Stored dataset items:
=-=-=-=-=

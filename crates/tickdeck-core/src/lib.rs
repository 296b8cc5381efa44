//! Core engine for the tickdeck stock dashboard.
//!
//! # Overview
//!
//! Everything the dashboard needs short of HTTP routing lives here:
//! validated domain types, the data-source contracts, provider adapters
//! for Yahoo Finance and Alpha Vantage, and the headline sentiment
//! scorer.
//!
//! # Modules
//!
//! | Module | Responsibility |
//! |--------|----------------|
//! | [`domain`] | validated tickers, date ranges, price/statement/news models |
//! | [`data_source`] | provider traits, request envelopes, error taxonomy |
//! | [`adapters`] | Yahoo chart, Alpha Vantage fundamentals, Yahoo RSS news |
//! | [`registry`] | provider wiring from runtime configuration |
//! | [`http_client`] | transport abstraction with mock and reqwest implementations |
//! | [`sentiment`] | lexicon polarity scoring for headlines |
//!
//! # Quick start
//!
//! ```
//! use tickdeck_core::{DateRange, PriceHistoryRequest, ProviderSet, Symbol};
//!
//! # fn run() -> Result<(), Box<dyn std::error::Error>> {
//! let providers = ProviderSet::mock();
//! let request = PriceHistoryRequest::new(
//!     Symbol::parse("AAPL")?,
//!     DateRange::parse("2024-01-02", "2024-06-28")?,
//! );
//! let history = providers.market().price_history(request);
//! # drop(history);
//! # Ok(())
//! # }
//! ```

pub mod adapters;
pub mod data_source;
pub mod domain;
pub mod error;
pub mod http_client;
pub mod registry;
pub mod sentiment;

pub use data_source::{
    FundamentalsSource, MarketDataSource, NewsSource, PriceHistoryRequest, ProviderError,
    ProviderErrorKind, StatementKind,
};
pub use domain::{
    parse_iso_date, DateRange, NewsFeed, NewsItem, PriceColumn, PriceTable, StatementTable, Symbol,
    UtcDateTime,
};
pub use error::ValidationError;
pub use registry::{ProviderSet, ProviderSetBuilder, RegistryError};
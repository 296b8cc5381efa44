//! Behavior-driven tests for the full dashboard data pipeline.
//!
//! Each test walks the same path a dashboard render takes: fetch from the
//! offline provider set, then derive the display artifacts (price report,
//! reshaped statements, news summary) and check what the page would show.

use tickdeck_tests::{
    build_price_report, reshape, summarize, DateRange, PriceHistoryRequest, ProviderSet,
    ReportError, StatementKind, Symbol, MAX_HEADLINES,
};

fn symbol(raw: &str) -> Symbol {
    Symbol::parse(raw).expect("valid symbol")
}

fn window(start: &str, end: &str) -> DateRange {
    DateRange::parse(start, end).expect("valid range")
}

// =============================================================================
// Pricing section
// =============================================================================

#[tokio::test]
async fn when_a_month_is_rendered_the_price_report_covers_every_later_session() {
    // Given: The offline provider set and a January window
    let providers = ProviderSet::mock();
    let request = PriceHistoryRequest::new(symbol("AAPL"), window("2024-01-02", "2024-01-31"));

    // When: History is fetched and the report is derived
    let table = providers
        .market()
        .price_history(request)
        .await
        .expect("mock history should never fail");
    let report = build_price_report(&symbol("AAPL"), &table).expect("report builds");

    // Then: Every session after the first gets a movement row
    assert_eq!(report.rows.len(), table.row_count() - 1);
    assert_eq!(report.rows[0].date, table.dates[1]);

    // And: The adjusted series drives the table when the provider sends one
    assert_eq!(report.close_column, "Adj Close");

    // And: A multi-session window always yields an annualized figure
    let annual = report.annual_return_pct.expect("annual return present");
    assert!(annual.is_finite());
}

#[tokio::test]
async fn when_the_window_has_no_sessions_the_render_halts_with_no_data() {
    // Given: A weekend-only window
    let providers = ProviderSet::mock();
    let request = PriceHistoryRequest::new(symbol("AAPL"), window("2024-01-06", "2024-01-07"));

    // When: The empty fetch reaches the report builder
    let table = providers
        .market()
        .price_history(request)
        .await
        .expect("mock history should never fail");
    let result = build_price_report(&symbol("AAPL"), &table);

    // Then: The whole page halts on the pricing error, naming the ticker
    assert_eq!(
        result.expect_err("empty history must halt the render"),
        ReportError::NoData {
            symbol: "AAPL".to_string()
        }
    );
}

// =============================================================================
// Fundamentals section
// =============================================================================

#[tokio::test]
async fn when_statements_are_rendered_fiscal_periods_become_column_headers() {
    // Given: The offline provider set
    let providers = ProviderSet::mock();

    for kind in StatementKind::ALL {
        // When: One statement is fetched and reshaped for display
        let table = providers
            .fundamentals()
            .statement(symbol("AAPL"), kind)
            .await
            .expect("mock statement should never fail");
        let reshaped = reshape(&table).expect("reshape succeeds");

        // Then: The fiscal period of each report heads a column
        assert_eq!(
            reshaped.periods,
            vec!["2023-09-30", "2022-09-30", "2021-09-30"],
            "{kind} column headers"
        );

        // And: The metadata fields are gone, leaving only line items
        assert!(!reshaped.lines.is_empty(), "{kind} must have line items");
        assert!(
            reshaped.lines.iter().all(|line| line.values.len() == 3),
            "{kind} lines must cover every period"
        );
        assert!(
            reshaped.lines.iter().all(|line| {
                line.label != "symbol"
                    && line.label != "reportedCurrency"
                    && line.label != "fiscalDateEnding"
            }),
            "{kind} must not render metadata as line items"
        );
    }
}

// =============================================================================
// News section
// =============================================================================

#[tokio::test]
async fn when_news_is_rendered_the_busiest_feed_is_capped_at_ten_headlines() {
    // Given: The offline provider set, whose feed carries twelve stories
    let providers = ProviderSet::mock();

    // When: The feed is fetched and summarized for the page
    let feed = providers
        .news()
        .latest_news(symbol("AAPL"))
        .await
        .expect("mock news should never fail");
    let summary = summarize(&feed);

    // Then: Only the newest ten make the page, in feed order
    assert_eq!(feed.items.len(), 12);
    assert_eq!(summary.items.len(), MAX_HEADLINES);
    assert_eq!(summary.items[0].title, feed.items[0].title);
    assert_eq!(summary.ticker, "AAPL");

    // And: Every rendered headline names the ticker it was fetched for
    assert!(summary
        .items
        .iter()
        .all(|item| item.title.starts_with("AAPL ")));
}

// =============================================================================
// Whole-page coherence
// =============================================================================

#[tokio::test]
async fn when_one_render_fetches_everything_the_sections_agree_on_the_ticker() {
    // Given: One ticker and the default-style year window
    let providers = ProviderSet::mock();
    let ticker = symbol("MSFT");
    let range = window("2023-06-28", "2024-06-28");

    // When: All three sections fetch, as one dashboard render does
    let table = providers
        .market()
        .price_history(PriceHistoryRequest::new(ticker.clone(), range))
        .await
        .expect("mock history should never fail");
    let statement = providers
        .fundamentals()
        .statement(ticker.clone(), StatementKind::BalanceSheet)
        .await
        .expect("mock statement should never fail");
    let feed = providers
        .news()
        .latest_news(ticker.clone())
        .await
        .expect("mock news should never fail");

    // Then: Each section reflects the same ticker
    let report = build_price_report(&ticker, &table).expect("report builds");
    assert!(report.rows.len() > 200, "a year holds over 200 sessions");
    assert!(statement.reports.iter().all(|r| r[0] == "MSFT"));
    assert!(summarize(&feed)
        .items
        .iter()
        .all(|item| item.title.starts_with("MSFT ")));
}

=-=-=-=-=

# WHAT THE TASK REQUIRES:
Return every line from the records above that holds the word "ReportError".

# RESPONSE AREA:
    ReportError, StatementKind, Symbol, MAX_HEADLINES,
        ReportError::NoData {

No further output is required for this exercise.